O verbo "sucatar"...

A propósito dos processos “faces ocultas”, e falo deles no plural porque ao longo dos anos são vários os processos noticiados e mediatizados que somam e seguem com a marca identificativa da corrupção, dei comigo a prestar atenção, à hora do almoço, à conversa, em tom alto e algo exaltado, de um grupo de pessoas que estavam na mesa ao lado da minha, e que sentenciavam que vivemos num país de sucatas, que somos um bando de sucateiros e uma sucata de país. O verbo “sucatar” foi usado e abusado para classificar quem somos, esquecendo-se que com tais afirmações, elas próprias, ainda que não sendo, se auto-intitulavam acaloradamente de sucateiras.

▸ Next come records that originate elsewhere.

//! Free-text command grammar, case-insensitive:
//!
//! ```text
//! HEAT <temp>                               set temperature, keep mode
//! HEAT ON  [<temp>] [[<dd-mm>] <hh:mm>]     run program, optional temporary temperature
//! HEAT OFF [<temp>] [[<dd-mm>] <hh:mm>]     hold a constant temperature
//! ```

use crate::{
    error::CommandError,
    schedule::DueAt,
    types::{Temperature, ThermostatMode},
};

pub const KEYWORD: &str = "heat";

#[derive(Debug, Clone, PartialEq, Eq)]
pub struct ParsedInstruction {
    /// `None` leaves the device in whatever mode it is already in.
    pub mode: Option<ThermostatMode>,
    pub temperature: Option<Temperature>,
    pub due_at: Option<DueAt>,
}

pub struct CommandParser;

impl CommandParser {
    pub fn parse(line: &str) -> Result<ParsedInstruction, CommandError> {
        let tokens: Vec<&str> = line.split_whitespace().collect();
        let Some(first) = tokens.first() else {
            return Err(CommandError::Empty);
        };

        let (body, due_at) = split_due_at(&tokens)?;

        let keyword = body.first().unwrap_or(first).to_ascii_lowercase();
        if keyword != KEYWORD {
            return Err(CommandError::UnknownCommand(keyword));
        }

        let Some(param) = body.get(1) else {
            return Err(CommandError::MissingParameter);
        };
        let param = param.to_ascii_lowercase();

        let (mode, temperature) = if let Some(temp) = parse_temperature(&param) {
            (None, Some(temp))
        } else {
            let mode = match param.as_str() {
                "on" => ThermostatMode::RunProgram,
                "off" => ThermostatMode::HoldConstant,
                _ => return Err(CommandError::UnknownParameter(param)),
            };
            // A non-numeric third word is ignored.
            (Some(mode), body.get(2).and_then(|raw| parse_temperature(raw)))
        };

        Ok(ParsedInstruction {
            mode,
            temperature,
            due_at,
        })
    }
}

/// Peels a trailing `[dd-mm] hh:mm` off the token list.
fn split_due_at<'a, 'b>(
    tokens: &'a [&'b str],
) -> Result<(&'a [&'b str], Option<DueAt>), CommandError> {
    let Some((time, rest)) = tokens.split_last() else {
        return Ok((tokens, None));
    };
    if !time.contains(':') {
        return Ok((tokens, None));
    }

    match rest.split_last() {
        Some((date, rest)) if date.contains('-') => {
            Ok((rest, Some(DueAt::parse(Some(*date), time)?)))
        }
        _ => Ok((rest, Some(DueAt::parse(None, time)?))),
    }
}

fn parse_temperature(raw: &str) -> Option<Temperature> {
    if raw.is_empty() || !raw.bytes().all(|b| b.is_ascii_digit()) {
        return None;
    }
    // Absurdly long digit strings still mean "as warm as allowed".
    Some(raw.parse().unwrap_or(Temperature::MAX))
}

Evidentemente que não posso concordar com a tentação de corrermos tudo e todos à "sucatada", não distinguindo que há muita gente de bem, que pauta a sua vida por comportamentos decentes, que se rege por um padrão de bons princípios e valores, que cumpre a lei e vive e trabalha longe dos corredores e das teias da corrupção.
Mas às vezes penso que a corrupção talvez não incomode ainda o suficiente, que as pessoas ainda não têm a percepção clara que a coisa está a fazer mal à nossa democracia, que atenta contra o interesse público, que prejudica o bem estar colectivo e de cada um de nós. Mas ao mesmo tempo está instalado um sentimento de descrédito no poder político e na justiça, o primeiro porque não dá ao combate e à prevenção da corrupção a atenção que exigem e a segunda porque não é consequente, um sentimento que revela um estado de indignação, é certo, mas que ao mesmo tempo não parece ser suficiente para quebrar um estado de inércia e conformismo que em nada ajudam a prevenir a coisa. Temos vindo a assistir, como é sabido, ao desenrolar de operações de investigação criminal e de processos judiciais que se arrastam por anos sem fim e se apagam da memória, sem os resultados práticos em termos de sentenças judiciais que se impõem.
Como muito bem lembra Germano Marques da Silva no artigo de opinião que hoje escreve no jornal i, intitulado “O combate à corrupção passa por todos e cada um de nós”, o combate à corrupção não é apenas uma função do legislador, das polícias e dos tribunais, é acima de tudo um dever cívico que deve interpelar cada cidadão.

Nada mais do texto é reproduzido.